House Committee Approves Amendment to Protect Camp Ashraf

Stop Fundamentalism – Members of the House Foreign Affairs Committee on both sides of the isle unanimously approved an amendment to a bill that called to protect the 3400 residents of the Iranian dissident Camp Ashraf which is located northeast of Baghdad today, reported AP. The Bill is designed to impose yet harder sanctions on Iran.

“If history is any guide, it will see another massacre,” said Judge Ted Poe, R-Texas, refereeing to two tragic previous incidents at the camp in which almost 50 residents died when Iraqi military units opened fire on the unarmed population of the camp.

Baghdad says it intends to close the camp by the end of 2011 despite international calls that the date is not realistic as the United Nations High Commission for Refugees is trying to process individual applications of the camp residents to be able to resettle them in third countries.

Monday night an Iraqi Military column, consisting of at least 30 military vehicles and 10 police cars, swarmed into the camp, creating a lot of noise, maneuvering through the camp.  The National Council of Resistance of Iran considers the action as preparation by Iraqis for another attack on the camp.

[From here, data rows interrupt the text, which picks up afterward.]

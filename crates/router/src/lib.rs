//! Intent classification for StudyMate.
//!
//! Two stages: a zero-latency keyword heuristic that short-circuits
//! the common intents, and an LLM-backed router for everything else.
//! Classification never fails — every path yields a usable
//! [`studymate_core::RoutingDecision`].

pub mod heuristic;
pub mod llm;

pub use heuristic::fast_route;
pub use llm::RouterAgent;
//! `studymate doctor` — Diagnose configuration and backend health.

use studymate_backends::build_from_config;
use studymate_config::AppConfig;

pub async fn run() -> Result<(), Box<dyn std::error::Error>> {
    println!("StudyMate Doctor — System Diagnostics");
    println!("=====================================\n");

    let mut issues = 0;

    let config = match AppConfig::load() {
        Ok(config) => {
            println!("  [ok]   Config loaded");
            config
        }
        Err(e) => {
            println!("  [fail] Config invalid: {e}");
            println!();
            println!("  1 issue found. Fix the config and rerun.");
            return Ok(());
        }
    };

    if config.backend.api_key.is_some() {
        println!("  [ok]   API key configured");
    } else {
        println!("  [warn] No API key — set STUDYMATE_API_KEY or OPENAI_API_KEY");
        issues += 1;
    }

    for (name, profile) in &config.backend.profiles {
        println!("  [ok]   Profile '{name}' -> {}", profile.model);
    }

    if config.backend.api_key.is_some() {
        let pool = build_from_config(&config);
        if pool.health_check().await {
            println!("  [ok]   Backend reachable at {}", config.backend.base_url);
        } else {
            println!("  [fail] Backend unreachable at {}", config.backend.base_url);
            issues += 1;
        }
    }

    println!();
    if issues == 0 {
        println!("  All checks passed.");
    } else {
        println!("  {issues} issue(s) found. See above for details.");
    }

    Ok(())
}
//! The roadmap agent: answers "where do I find…" questions about the app.

use crate::base::{Agent, TurnContext, run_turn};
use async_trait::async_trait;
use std::sync::Arc;
use studymate_core::tool::ToolRegistry;
use studymate_core::{AgentId, AgentResponse, ReasoningBackend};

const INSTRUCTION: &str = "You are StudyMate's in-app guide. You answer navigation \
questions about the StudyMate app itself: where features live, how to reach a screen, what \
a section is for. The main areas are: Home (today's agenda), Plans (saved learning plans), \
Tasks (deadlines and reminders), and Settings (language and account). Give the shortest \
path to what the user is looking for, step by step. If the question is not about the app, \
answer it briefly anyway rather than refusing.";

pub struct RoadmapAgent {
    backend: Arc<dyn ReasoningBackend>,
    tools: Arc<ToolRegistry>,
}

impl RoadmapAgent {
    pub fn new(backend: Arc<dyn ReasoningBackend>, tools: Arc<ToolRegistry>) -> Self {
        Self { backend, tools }
    }
}

#[async_trait]
impl Agent for RoadmapAgent {
    fn id(&self) -> AgentId {
        AgentId::Roadmap
    }

    async fn process(&self, message: &str, ctx: &TurnContext) -> AgentResponse {
        run_turn(
            self.id(),
            INSTRUCTION,
            &[],
            &self.backend,
            &self.tools,
            message,
            ctx,
        )
        .await
    }
}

UNHCR said in September in a statement that Ashraf residents have filed individually for asylum and so they are now considered ‘asylum seekers’ which entitles them to international protections.

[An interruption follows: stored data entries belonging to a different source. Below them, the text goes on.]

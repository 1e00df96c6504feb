//! Task management tools: create, list, complete.

use crate::store::{TaskRecord, TaskStore};
use async_trait::async_trait;
use chrono::Utc;
use serde_json::{Value, json};
use std::sync::Arc;
use studymate_core::error::ToolError;
use studymate_core::tool::{InvocationMetadata, Tool};
use tracing::debug;

/// Creates a task for the calling user.
pub struct CreateTaskTool {
    store: Arc<dyn TaskStore>,
}

impl CreateTaskTool {
    pub fn new(store: Arc<dyn TaskStore>) -> Self {
        Self { store }
    }
}

#[async_trait]
impl Tool for CreateTaskTool {
    fn name(&self) -> &str {
        "create_task"
    }

    fn description(&self) -> &str {
        "Create a task or reminder for the user. Use when the user asks to \
         remember something, add a task, or set a deadline."
    }

    fn parameters_schema(&self) -> Value {
        json!({
            "type": "object",
            "properties": {
                "title": {
                    "type": "string",
                    "description": "Short description of the task"
                },
                "due_date": {
                    "type": "string",
                    "description": "Due date in YYYY-MM-DD format, if the user gave one"
                }
            },
            "required": ["title"]
        })
    }

    async fn execute(
        &self,
        arguments: Value,
        meta: &InvocationMetadata,
    ) -> Result<String, ToolError> {
        let title = arguments["title"]
            .as_str()
            .ok_or_else(|| ToolError::InvalidArguments("'title' must be a string".into()))?;

        let task = self
            .store
            .create(TaskRecord {
                id: String::new(),
                caller_id: meta.caller_id.clone(),
                title: title.to_string(),
                due_date: arguments["due_date"].as_str().map(String::from),
                completed: false,
                created_at: Utc::now(),
            })
            .await?;

        debug!(task_id = %task.id, caller = %meta.caller_id, "Created task");
        serde_json::to_string(&task)
            .map_err(|e| ToolError::Store(format!("serialize task: {e}")))
    }
}

/// Lists the calling user's tasks.
pub struct ListTasksTool {
    store: Arc<dyn TaskStore>,
}

impl ListTasksTool {
    pub fn new(store: Arc<dyn TaskStore>) -> Self {
        Self { store }
    }
}

#[async_trait]
impl Tool for ListTasksTool {
    fn name(&self) -> &str {
        "list_tasks"
    }

    fn description(&self) -> &str {
        "List the user's tasks. Use when the user asks what is pending, \
         what is due, or wants an overview of their tasks."
    }

    fn parameters_schema(&self) -> Value {
        json!({
            "type": "object",
            "properties": {
                "include_completed": {
                    "type": "boolean",
                    "description": "Whether to include completed tasks (default false)"
                }
            }
        })
    }

    async fn execute(
        &self,
        arguments: Value,
        meta: &InvocationMetadata,
    ) -> Result<String, ToolError> {
        let include_completed = arguments["include_completed"].as_bool().unwrap_or(false);

        let mut tasks = self.store.list(&meta.caller_id).await?;
        if !include_completed {
            tasks.retain(|t| !t.completed);
        }

        serde_json::to_string(&json!({ "tasks": tasks, "count": tasks.len() }))
            .map_err(|e| ToolError::Store(format!("serialize tasks: {e}")))
    }
}

/// Marks one of the calling user's tasks as completed.
pub struct CompleteTaskTool {
    store: Arc<dyn TaskStore>,
}

impl CompleteTaskTool {
    pub fn new(store: Arc<dyn TaskStore>) -> Self {
        Self { store }
    }
}

#[async_trait]
impl Tool for CompleteTaskTool {
    fn name(&self) -> &str {
        "complete_task"
    }

    fn description(&self) -> &str {
        "Mark a task as completed. Use after list_tasks when the user says \
         they finished something; pass the task's id."
    }

    fn parameters_schema(&self) -> Value {
        json!({
            "type": "object",
            "properties": {
                "task_id": {
                    "type": "string",
                    "description": "The id of the task to complete"
                }
            },
            "required": ["task_id"]
        })
    }

    async fn execute(
        &self,
        arguments: Value,
        meta: &InvocationMetadata,
    ) -> Result<String, ToolError> {
        let task_id = arguments["task_id"]
            .as_str()
            .ok_or_else(|| ToolError::InvalidArguments("'task_id' must be a string".into()))?;

        let task = self.store.complete(&meta.caller_id, task_id).await?;
        serde_json::to_string(&task)
            .map_err(|e| ToolError::Store(format!("serialize task: {e}")))
    }
}
//! Per-request context — the key/value bag threaded through the pipeline.
//!
//! Carries caller-derived data (identity, display name, profile summary)
//! from the entry point into routing and agent execution. The merge law
//! is right-biased and key-preserving: merging never drops a key that
//! either operand held.

use serde::{Deserialize, Serialize};
use serde_json::{Map, Value};

/// Well-known context keys supplied by the identity collaborator.
pub const KEY_CALLER_ID: &str = "callerId";
pub const KEY_USER_NAME: &str = "userName";
pub const KEY_PROFILE_SUMMARY: &str = "profileSummary";

/// A typed, extensible key/value store for per-request context.
#[derive(Debug, Clone, Default, PartialEq, Serialize, Deserialize)]
#[serde(transparent)]
pub struct RequestContext(Map<String, Value>);

impl RequestContext {
    pub fn new() -> Self {
        Self(Map::new())
    }

    /// Build a context from an existing JSON object.
    pub fn from_map(map: Map<String, Value>) -> Self {
        Self(map)
    }

    /// Insert a key, replacing any previous value.
    pub fn insert(&mut self, key: impl Into<String>, value: Value) {
        self.0.insert(key.into(), value);
    }

    /// Look up a raw value.
    pub fn get(&self, key: &str) -> Option<&Value> {
        self.0.get(key)
    }

    /// Look up a string value.
    pub fn get_str(&self, key: &str) -> Option<&str> {
        self.0.get(key).and_then(Value::as_str)
    }

    /// The caller identity, if the session collaborator supplied one.
    pub fn caller_id(&self) -> Option<&str> {
        self.get_str(KEY_CALLER_ID)
    }

    /// The caller's display name, if known.
    pub fn user_name(&self) -> Option<&str> {
        self.get_str(KEY_USER_NAME)
    }

    /// A precomputed textual profile summary, if known.
    pub fn profile_summary(&self) -> Option<&str> {
        self.get_str(KEY_PROFILE_SUMMARY)
    }

    pub fn is_empty(&self) -> bool {
        self.0.is_empty()
    }

    pub fn len(&self) -> usize {
        self.0.len()
    }

    /// Merge another context into this one.
    ///
    /// Right-biased: `other`'s value wins on key collision. Every key
    /// present in either operand survives the merge.
    pub fn merge(&mut self, other: &RequestContext) {
        for (k, v) in &other.0 {
            self.0.insert(k.clone(), v.clone());
        }
    }

    /// Iterate over all entries.
    pub fn iter(&self) -> impl Iterator<Item = (&String, &Value)> {
        self.0.iter()
    }
}

impl FromIterator<(String, Value)> for RequestContext {
    fn from_iter<T: IntoIterator<Item = (String, Value)>>(iter: T) -> Self {
        Self(iter.into_iter().collect())
    }
}
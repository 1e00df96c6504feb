//! Per-request metrics recording.
//!
//! The sink is fire-and-forget: `record` must never block the response
//! path. The engine records one entry per request, including the
//! degraded paths.

use crate::routing::AgentId;
use serde::{Deserialize, Serialize};

/// One request's worth of observability data.
#[derive(Debug, Clone, Serialize, Deserialize)]
pub struct RequestMetrics {
    /// The agent that handled (or was supposed to handle) the request.
    pub agent: AgentId,

    /// The request language.
    pub language: String,

    /// Wall-clock time from entry to response.
    pub response_time_ms: u64,

    /// Routing confidence, when a decision was made. Cache hits record 1.0.
    #[serde(default, skip_serializing_if = "Option::is_none")]
    pub confidence: Option<f32>,

    /// Error description for degraded requests.
    #[serde(default, skip_serializing_if = "Option::is_none")]
    pub error: Option<String>,
}

/// An external metrics sink.
///
/// Implementations use interior synchronization; `record` takes `&self`
/// and must return promptly.
pub trait MetricsSink: Send + Sync {
    fn record(&self, metrics: RequestMetrics);
}

/// A sink that drops everything. Useful as a default and in tests.
#[derive(Debug, Default)]
pub struct NoopMetricsSink;

impl MetricsSink for NoopMetricsSink {
    fn record(&self, _metrics: RequestMetrics) {}
}

#[cfg(test)]
mod tests {
    use super::*;

    #[test]
    fn metrics_serialization_omits_empty_fields() {
        let m = RequestMetrics {
            agent: AgentId::General,
            language: "en".into(),
            response_time_ms: 12,
            confidence: None,
            error: None,
        };
        let json = serde_json::to_string(&m).unwrap();
        assert!(!json.contains("confidence"));
        assert!(!json.contains("error"));
    }

    #[test]
    fn noop_sink_accepts_records() {
        let sink = NoopMetricsSink;
        sink.record(RequestMetrics {
            agent: AgentId::Task,
            language: "es".into(),
            response_time_ms: 1,
            confidence: Some(0.9),
            error: None,
        });
    }
}
//! The task agent: creates, lists, and completes tasks with deadlines.

use crate::base::{Agent, TurnContext, run_turn};
use async_trait::async_trait;
use chrono::Utc;
use std::sync::Arc;
use studymate_core::tool::ToolRegistry;
use studymate_core::{AgentId, AgentResponse, ReasoningBackend};
use studymate_tools::TASK_TOOLS;

const INSTRUCTION: &str = "You are StudyMate's task assistant. You help the user capture \
tasks and deadlines, review what is pending, and mark things done. Use create_task when the \
user mentions something they need to do, list_tasks when they ask what is pending, and \
complete_task when they say something is finished. When the user gives a relative date \
(\"next Friday\", \"in two weeks\"), resolve it to an absolute YYYY-MM-DD date before \
calling a tool.";

pub struct TaskAgent {
    backend: Arc<dyn ReasoningBackend>,
    tools: Arc<ToolRegistry>,
}

impl TaskAgent {
    pub fn new(backend: Arc<dyn ReasoningBackend>, tools: Arc<ToolRegistry>) -> Self {
        Self { backend, tools }
    }
}

#[async_trait]
impl Agent for TaskAgent {
    fn id(&self) -> AgentId {
        AgentId::Task
    }

    async fn process(&self, message: &str, ctx: &TurnContext) -> AgentResponse {
        // Relative dates in the message only resolve correctly if the
        // backend knows today's date.
        let instruction = format!(
            "{INSTRUCTION}\n\nToday's date is {}.",
            Utc::now().format("%Y-%m-%d")
        );
        run_turn(
            self.id(),
            &instruction,
            &TASK_TOOLS,
            &self.backend,
            &self.tools,
            message,
            ctx,
        )
        .await
    }
}

#[cfg(test)]
mod tests {
    use super::*;
    use serde_json::json;
    use std::sync::Mutex;
    use studymate_core::error::BackendError;
    use studymate_core::tool::ToolCall;
    use studymate_core::{BackendReply, BackendRequest, RequestContext, Role};
    use studymate_tools::{InMemoryStore, TaskStore, default_registry};

    struct ScriptedBackend {
        replies: Mutex<Vec<Result<BackendReply, BackendError>>>,
        requests: Mutex<Vec<BackendRequest>>,
    }

    impl ScriptedBackend {
        fn new(replies: Vec<Result<BackendReply, BackendError>>) -> Self {
            Self {
                replies: Mutex::new(replies),
                requests: Mutex::new(Vec::new()),
            }
        }
    }

    #[async_trait]
    impl ReasoningBackend for ScriptedBackend {
        fn name(&self) -> &str {
            "scripted"
        }
        async fn invoke(&self, request: BackendRequest) -> Result<BackendReply, BackendError> {
            self.requests.lock().unwrap().push(request);
            self.replies.lock().unwrap().remove(0)
        }
    }

    #[tokio::test]
    async fn create_task_round_trip_persists_for_caller() {
        let scripted = Arc::new(ScriptedBackend::new(vec![
            Ok(BackendReply::ToolCallsRequested {
                assistant_content: String::new(),
                calls: vec![ToolCall {
                    id: "call_1".into(),
                    name: "create_task".into(),
                    arguments: json!({"title": "Hand in essay", "due_date": "2026-09-04"}),
                }],
            }),
            Ok(BackendReply::Answer(
                "Saved: hand in essay by September 4.".into(),
            )),
        ]));
        let store = Arc::new(InMemoryStore::new());
        let registry = Arc::new(default_registry(store.clone(), store.clone()));
        let agent = TaskAgent::new(scripted.clone(), registry);

        let mut context = RequestContext::new();
        context.insert(studymate_core::context::KEY_CALLER_ID, json!("caller-9"));
        let ctx = TurnContext::new(vec![], "en", context);

        let resp = agent.process("remind me to hand in my essay next Friday", &ctx).await;

        assert!(!resp.error);
        assert_eq!(resp.content, "Saved: hand in essay by September 4.");
        assert_eq!(resp.metadata["toolsUsed"], json!(["create_task"]));

        // The tool wrote under the context caller id, not an argument.
        let tasks = store.list("caller-9").await.unwrap();
        assert_eq!(tasks.len(), 1);
        assert_eq!(tasks[0].title, "Hand in essay");
    }

    #[tokio::test]
    async fn instruction_carries_todays_date() {
        let scripted = Arc::new(ScriptedBackend::new(vec![Ok(BackendReply::Answer(
            "Nothing due.".into(),
        ))]));
        let store = Arc::new(InMemoryStore::new());
        let registry = Arc::new(default_registry(store.clone(), store));
        let agent = TaskAgent::new(scripted.clone(), registry);

        agent
            .process("what's due?", &TurnContext::new(vec![], "en", RequestContext::new()))
            .await;

        let requests = scripted.requests.lock().unwrap();
        let system = &requests[0].messages[0];
        assert_eq!(system.role, Role::System);
        let today = Utc::now().format("%Y-%m-%d").to_string();
        assert!(system.content.contains(&today));
    }
}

The amendment asks the Obama administrator to pressure Iraq to ensure the well-being of the camp residents and to prevent the involuntary return of them to thier country of origin, Iran, where they will face certain death.

The amendment also urges the government of Iraq delay camp closure until the UNHCR can resettle the residents elsewhere.

Ros-Lehtinen wants the bill ready to be signed by the President Obama “to hand the Iranian regime a nice holiday present.”  The bill has 343 co-sponsors.

The two bills approved by both Republicans and Democrats on the House Committee today would strengthen current sanctions while expanding the list of companies and individuals subject to penalties. Lawmakers cited recent allegations of an Iranian plot to assassinate the Saudi ambassador to the United States and insisted that such brazen behavior demands consequences.